Whenever a line in the data holds the string "Deserialize", pull that line out.

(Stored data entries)
——
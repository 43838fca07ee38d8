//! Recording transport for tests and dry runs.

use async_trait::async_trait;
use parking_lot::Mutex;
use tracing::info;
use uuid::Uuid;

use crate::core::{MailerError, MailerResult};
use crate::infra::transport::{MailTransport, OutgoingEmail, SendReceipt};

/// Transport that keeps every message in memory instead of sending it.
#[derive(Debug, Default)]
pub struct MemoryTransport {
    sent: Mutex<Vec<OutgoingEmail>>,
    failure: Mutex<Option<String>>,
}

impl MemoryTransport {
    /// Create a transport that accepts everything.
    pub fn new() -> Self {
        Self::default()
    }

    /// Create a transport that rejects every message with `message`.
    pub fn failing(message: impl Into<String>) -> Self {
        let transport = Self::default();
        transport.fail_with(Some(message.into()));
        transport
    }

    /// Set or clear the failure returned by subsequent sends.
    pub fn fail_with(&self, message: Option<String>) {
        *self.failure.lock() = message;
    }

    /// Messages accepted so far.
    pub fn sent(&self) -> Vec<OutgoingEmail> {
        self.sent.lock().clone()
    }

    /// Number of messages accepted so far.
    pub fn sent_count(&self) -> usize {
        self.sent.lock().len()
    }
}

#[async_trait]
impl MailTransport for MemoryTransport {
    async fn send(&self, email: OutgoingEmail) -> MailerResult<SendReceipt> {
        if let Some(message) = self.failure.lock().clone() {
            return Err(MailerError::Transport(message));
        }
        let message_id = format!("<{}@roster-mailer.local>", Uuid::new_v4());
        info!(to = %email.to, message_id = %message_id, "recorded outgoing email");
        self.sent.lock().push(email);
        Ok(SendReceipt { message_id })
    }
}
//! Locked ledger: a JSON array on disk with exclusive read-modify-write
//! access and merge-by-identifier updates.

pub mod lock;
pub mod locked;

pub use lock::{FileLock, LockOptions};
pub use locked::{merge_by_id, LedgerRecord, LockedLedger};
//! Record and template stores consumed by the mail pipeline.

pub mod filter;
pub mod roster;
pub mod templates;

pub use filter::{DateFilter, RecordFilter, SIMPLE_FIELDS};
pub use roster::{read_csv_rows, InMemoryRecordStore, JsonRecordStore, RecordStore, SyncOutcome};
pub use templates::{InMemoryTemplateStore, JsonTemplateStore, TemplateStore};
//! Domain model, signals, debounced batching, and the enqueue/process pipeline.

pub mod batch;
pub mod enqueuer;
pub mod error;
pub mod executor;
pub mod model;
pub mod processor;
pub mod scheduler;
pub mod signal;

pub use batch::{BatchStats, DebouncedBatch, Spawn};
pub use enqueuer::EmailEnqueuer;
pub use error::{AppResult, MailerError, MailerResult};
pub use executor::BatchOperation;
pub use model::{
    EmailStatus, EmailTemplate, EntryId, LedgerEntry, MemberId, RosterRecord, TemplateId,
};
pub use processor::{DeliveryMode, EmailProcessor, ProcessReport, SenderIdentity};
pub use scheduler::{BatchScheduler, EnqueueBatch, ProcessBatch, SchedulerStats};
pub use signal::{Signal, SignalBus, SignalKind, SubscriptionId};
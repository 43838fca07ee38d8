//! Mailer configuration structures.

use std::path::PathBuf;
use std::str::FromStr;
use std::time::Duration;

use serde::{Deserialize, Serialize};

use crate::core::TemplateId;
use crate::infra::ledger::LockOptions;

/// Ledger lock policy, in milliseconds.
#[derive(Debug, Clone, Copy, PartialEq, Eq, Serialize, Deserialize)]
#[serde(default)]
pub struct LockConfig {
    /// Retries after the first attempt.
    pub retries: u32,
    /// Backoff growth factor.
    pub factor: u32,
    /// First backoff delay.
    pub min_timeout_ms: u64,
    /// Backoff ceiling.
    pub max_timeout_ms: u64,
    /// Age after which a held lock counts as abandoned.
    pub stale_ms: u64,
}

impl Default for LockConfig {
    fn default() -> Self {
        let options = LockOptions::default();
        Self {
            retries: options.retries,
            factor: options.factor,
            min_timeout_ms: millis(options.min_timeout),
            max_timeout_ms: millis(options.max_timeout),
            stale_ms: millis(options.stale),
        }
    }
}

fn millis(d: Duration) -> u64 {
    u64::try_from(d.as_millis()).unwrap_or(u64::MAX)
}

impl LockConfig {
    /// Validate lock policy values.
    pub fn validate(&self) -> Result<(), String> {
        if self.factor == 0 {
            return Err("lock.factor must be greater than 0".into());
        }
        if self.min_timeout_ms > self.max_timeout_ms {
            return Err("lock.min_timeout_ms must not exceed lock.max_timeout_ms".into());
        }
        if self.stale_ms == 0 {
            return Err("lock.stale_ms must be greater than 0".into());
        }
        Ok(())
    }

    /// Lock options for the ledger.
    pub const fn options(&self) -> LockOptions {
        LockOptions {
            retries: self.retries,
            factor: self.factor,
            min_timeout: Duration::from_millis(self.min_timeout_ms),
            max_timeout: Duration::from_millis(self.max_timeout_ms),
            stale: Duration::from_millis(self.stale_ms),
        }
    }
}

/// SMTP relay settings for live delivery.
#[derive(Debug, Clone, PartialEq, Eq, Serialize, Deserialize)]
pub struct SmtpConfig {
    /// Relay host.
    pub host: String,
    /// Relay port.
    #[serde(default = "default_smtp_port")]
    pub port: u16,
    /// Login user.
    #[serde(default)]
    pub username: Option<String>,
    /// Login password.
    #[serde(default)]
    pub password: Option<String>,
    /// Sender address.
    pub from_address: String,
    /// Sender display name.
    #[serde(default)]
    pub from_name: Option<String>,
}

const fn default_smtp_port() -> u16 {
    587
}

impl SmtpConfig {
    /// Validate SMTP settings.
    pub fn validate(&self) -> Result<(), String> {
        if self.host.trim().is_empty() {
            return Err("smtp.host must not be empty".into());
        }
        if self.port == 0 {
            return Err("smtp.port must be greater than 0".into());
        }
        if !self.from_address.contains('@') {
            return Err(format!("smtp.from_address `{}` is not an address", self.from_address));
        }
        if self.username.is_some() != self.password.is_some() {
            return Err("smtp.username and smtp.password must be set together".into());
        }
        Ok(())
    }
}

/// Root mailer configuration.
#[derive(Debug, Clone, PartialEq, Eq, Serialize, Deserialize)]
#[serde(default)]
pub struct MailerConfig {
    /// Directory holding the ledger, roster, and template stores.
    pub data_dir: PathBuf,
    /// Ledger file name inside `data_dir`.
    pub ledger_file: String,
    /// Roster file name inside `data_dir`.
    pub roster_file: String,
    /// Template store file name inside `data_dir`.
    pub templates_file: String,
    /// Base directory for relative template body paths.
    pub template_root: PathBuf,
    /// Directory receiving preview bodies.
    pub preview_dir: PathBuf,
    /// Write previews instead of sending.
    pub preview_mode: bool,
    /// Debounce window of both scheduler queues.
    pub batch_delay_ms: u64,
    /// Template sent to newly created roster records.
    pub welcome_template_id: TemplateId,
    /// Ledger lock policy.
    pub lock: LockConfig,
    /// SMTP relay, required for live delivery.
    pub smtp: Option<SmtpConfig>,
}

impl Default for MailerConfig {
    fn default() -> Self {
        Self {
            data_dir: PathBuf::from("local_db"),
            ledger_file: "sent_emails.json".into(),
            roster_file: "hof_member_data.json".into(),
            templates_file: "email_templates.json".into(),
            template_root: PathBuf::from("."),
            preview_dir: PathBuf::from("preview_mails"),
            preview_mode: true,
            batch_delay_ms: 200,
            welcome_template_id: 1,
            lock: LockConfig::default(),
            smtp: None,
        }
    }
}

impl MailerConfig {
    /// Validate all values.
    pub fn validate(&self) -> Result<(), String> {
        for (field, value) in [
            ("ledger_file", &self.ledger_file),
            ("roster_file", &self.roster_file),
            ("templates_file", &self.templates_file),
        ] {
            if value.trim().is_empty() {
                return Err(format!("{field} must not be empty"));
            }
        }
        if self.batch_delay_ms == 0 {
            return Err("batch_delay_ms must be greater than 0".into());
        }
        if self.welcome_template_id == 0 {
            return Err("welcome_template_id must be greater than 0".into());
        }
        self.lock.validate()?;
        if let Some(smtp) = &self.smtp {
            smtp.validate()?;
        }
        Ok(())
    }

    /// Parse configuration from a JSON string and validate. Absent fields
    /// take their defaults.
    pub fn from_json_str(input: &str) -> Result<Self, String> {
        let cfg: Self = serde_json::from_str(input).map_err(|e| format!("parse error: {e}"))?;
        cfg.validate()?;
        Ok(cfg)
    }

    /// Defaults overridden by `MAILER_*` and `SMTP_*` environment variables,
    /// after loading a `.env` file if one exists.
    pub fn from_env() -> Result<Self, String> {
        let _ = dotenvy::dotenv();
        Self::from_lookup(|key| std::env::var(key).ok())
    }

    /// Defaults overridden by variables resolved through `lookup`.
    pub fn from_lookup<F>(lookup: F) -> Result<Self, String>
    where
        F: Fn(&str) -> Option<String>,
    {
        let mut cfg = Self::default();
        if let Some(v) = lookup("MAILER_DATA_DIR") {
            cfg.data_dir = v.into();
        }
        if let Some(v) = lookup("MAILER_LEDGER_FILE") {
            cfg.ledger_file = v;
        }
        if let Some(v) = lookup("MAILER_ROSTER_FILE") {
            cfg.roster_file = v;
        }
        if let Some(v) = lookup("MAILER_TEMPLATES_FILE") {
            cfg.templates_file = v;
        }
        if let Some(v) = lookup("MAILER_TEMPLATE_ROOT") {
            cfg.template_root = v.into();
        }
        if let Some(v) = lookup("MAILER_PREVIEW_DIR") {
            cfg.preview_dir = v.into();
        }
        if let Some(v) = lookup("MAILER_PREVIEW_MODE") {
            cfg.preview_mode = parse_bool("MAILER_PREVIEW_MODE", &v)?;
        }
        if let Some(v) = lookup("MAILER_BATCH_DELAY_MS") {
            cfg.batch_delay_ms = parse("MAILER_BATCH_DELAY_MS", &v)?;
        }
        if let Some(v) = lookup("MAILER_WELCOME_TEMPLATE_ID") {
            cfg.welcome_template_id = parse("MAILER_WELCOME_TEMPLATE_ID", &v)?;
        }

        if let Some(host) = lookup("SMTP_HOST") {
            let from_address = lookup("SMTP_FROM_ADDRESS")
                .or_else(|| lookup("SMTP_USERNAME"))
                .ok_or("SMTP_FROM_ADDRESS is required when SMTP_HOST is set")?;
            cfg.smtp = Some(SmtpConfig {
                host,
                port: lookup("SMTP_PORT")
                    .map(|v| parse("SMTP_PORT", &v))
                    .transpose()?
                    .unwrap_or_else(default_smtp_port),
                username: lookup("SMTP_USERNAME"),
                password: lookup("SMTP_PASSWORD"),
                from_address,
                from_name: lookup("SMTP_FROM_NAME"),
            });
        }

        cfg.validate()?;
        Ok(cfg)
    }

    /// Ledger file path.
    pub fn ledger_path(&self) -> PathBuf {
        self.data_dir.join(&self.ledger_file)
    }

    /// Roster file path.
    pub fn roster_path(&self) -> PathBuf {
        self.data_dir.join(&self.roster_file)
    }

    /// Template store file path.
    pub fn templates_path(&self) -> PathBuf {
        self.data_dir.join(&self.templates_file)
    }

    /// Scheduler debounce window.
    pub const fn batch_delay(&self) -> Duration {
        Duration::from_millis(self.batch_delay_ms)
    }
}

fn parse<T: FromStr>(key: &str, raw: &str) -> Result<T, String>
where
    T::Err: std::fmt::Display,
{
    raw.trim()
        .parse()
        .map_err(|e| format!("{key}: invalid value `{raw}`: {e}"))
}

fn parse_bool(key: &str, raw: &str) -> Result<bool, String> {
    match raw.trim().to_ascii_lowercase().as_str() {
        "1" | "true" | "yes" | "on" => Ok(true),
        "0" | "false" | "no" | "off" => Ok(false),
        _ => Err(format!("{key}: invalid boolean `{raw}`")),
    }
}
——
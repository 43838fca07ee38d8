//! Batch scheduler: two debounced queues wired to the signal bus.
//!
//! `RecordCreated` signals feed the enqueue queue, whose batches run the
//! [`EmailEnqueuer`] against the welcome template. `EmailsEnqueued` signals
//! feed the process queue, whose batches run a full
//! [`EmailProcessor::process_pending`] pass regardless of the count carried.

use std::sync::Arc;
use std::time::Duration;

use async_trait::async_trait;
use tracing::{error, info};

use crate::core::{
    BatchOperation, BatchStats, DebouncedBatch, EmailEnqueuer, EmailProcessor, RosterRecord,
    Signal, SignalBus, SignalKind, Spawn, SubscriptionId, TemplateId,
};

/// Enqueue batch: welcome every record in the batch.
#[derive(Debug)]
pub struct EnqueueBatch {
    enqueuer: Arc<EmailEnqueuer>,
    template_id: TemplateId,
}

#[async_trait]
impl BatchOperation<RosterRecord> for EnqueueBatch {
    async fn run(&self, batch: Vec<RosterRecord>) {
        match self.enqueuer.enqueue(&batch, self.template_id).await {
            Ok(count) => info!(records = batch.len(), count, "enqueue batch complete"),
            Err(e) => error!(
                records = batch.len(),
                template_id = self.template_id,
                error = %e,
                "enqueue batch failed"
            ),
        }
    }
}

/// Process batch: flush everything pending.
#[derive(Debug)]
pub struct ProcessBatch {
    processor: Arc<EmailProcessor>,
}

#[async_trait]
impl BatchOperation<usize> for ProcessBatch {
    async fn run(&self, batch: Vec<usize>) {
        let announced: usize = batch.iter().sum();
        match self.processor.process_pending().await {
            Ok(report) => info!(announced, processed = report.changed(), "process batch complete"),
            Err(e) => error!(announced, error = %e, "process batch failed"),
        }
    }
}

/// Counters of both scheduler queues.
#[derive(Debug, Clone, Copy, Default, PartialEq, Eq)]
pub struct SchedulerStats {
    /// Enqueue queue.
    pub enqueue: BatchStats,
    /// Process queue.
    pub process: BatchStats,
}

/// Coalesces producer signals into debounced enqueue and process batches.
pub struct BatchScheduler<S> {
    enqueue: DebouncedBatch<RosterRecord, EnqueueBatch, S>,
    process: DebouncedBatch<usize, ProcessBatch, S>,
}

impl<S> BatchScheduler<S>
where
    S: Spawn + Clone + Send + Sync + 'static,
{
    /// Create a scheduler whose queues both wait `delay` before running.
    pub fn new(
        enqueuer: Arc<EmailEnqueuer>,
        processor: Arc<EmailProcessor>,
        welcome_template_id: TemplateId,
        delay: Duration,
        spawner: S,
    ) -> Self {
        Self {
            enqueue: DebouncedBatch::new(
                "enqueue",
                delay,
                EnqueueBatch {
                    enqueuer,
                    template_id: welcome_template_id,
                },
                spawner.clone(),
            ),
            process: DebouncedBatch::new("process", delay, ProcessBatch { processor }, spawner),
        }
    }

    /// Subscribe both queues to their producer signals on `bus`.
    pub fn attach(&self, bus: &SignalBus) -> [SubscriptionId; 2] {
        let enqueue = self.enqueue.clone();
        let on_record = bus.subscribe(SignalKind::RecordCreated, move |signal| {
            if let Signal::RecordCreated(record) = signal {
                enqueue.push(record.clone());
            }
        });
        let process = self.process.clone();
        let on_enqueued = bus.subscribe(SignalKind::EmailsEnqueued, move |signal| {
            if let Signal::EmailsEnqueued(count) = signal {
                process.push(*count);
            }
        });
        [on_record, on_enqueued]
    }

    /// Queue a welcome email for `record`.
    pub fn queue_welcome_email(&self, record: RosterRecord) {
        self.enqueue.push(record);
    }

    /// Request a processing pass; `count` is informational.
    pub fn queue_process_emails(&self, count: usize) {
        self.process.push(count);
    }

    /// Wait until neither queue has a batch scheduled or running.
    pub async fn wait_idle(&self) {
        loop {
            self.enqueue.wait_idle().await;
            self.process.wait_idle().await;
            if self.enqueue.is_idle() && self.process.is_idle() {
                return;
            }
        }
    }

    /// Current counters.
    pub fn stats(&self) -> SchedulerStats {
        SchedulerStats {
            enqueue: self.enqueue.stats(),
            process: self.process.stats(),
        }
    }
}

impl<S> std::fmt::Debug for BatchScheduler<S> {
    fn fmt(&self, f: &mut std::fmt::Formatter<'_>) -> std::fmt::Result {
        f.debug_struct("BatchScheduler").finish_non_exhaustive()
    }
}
——
## Response to this exercise
use serde::{Deserialize, Serialize};
#[derive(Debug, Clone, Copy, PartialEq, Eq, Serialize, Deserialize)]
#[derive(Debug, Clone, PartialEq, Eq, Serialize, Deserialize)]
#[derive(Debug, Clone, PartialEq, Eq, Serialize, Deserialize)]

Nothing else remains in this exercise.